Aim of the exercise:
Track down every line below that holds "display" and copy it.

====== Data supplied ======

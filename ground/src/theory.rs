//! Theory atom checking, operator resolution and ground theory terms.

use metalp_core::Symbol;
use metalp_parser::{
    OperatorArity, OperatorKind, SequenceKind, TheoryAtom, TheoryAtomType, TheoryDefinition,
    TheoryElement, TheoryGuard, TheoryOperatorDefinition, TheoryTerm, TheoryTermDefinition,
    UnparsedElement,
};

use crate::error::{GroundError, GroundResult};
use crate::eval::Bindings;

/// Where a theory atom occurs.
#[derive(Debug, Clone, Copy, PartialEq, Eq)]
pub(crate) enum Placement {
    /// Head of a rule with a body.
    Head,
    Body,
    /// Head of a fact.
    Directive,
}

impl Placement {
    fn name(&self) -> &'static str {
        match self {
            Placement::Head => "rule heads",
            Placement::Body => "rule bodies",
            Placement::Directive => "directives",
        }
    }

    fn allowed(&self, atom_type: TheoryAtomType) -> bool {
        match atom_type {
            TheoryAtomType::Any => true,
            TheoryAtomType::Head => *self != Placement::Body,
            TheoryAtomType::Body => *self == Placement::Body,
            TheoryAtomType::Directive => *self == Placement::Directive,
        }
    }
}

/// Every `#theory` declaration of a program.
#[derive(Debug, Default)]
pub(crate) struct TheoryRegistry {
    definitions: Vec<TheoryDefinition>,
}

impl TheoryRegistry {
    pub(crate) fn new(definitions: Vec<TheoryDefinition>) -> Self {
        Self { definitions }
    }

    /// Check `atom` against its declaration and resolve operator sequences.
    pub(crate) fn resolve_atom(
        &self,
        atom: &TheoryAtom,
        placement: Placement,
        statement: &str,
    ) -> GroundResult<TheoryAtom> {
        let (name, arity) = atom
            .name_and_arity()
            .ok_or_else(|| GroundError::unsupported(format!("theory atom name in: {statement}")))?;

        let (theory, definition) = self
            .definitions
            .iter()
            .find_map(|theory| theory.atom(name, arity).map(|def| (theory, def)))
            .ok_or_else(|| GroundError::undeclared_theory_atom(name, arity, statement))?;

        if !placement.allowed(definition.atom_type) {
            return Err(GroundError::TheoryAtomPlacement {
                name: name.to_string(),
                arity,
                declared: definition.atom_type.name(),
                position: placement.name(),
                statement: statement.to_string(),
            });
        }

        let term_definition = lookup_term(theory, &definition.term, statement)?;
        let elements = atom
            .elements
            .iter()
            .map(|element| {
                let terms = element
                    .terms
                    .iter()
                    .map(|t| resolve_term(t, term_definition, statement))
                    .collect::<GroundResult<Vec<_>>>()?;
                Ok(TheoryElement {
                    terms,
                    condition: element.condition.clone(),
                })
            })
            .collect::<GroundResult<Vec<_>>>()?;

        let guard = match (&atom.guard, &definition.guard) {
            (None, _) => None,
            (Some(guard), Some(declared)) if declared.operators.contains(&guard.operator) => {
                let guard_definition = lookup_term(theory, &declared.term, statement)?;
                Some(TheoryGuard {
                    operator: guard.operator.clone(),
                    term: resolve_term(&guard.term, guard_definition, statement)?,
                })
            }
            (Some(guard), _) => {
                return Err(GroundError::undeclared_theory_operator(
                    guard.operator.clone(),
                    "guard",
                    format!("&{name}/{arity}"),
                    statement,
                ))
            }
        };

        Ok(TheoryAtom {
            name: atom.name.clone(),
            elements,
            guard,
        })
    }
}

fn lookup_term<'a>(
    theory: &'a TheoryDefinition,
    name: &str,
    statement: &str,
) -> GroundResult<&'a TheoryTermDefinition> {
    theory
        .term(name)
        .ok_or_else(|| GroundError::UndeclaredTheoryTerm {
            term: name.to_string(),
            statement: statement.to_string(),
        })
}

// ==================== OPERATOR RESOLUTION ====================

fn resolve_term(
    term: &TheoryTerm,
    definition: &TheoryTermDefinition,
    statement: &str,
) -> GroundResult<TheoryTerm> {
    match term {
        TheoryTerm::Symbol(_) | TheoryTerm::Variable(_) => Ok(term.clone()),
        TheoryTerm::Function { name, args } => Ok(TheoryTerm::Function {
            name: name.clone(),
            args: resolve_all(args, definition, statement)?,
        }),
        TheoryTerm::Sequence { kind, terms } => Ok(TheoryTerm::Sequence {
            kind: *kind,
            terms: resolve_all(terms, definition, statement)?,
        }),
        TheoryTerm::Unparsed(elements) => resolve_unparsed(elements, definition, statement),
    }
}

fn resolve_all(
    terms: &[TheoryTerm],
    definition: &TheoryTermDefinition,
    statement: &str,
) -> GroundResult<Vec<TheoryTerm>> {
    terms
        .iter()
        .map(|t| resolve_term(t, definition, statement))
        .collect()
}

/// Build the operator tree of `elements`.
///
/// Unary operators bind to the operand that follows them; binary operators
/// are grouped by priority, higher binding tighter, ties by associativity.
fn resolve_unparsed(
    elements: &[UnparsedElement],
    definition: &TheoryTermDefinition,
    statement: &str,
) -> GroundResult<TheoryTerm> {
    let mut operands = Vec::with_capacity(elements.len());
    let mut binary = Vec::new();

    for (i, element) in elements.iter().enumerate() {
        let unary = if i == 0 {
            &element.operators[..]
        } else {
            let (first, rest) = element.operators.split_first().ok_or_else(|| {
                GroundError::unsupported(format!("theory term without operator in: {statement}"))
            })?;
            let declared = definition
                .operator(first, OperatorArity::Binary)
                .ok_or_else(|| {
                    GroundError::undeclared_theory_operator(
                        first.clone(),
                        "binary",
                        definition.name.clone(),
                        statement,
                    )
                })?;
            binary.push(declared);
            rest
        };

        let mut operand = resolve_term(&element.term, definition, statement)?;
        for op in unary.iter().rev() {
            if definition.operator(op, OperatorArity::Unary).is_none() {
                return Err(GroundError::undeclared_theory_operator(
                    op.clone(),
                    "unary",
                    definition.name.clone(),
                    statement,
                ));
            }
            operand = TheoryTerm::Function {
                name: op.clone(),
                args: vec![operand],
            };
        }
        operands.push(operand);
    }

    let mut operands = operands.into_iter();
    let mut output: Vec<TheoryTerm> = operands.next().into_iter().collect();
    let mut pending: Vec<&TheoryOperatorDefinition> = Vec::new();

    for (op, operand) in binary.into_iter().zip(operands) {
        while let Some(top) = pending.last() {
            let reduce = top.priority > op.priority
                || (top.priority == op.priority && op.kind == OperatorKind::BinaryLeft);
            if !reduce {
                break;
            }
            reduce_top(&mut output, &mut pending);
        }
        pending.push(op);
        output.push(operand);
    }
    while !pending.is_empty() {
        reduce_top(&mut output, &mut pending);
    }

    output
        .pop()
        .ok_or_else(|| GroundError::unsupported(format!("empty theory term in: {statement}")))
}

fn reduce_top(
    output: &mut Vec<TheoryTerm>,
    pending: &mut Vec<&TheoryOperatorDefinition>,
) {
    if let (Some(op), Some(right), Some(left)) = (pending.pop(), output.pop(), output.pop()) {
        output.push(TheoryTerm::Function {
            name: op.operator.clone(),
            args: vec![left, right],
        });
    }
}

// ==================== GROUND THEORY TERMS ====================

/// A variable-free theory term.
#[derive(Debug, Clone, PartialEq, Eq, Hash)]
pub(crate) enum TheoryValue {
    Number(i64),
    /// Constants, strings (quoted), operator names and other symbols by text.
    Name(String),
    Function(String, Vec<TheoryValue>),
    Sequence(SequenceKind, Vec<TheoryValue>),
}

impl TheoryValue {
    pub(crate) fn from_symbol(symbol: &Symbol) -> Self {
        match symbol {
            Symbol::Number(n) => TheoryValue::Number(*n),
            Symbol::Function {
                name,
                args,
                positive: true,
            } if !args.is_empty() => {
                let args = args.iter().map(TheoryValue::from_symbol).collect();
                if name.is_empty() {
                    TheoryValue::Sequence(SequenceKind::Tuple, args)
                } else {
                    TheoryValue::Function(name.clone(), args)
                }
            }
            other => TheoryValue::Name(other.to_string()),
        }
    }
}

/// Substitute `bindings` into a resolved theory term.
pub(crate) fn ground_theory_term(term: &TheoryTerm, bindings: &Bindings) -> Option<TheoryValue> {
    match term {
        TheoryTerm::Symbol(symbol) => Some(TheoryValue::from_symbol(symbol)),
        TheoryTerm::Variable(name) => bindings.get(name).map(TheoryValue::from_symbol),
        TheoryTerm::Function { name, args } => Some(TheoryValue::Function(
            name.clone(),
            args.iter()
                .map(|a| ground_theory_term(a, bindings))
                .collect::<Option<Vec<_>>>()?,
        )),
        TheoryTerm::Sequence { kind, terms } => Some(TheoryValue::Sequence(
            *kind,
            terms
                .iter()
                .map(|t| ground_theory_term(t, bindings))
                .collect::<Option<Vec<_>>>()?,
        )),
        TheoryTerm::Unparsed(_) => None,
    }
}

======
====== Data supplied ======

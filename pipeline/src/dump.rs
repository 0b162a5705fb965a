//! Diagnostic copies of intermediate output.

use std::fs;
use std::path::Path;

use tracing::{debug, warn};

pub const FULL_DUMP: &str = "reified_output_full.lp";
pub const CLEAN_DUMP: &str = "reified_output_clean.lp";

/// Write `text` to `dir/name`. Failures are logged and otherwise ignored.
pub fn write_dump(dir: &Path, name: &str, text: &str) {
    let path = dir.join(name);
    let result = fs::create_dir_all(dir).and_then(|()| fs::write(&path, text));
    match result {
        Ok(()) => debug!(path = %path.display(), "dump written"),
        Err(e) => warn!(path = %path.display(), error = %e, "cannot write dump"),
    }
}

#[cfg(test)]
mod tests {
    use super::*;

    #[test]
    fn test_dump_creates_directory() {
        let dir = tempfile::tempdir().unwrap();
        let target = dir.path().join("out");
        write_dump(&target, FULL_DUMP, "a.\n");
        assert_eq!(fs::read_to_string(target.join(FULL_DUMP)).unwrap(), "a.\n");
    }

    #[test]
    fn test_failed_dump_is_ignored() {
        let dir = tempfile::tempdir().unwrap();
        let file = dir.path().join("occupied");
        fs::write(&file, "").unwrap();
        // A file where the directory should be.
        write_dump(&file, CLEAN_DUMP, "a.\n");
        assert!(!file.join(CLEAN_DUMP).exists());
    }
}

======

Task solution:
        Ok(()) => debug!(path = %path.display(), "dump written"),
        Err(e) => warn!(path = %path.display(), error = %e, "cannot write dump"),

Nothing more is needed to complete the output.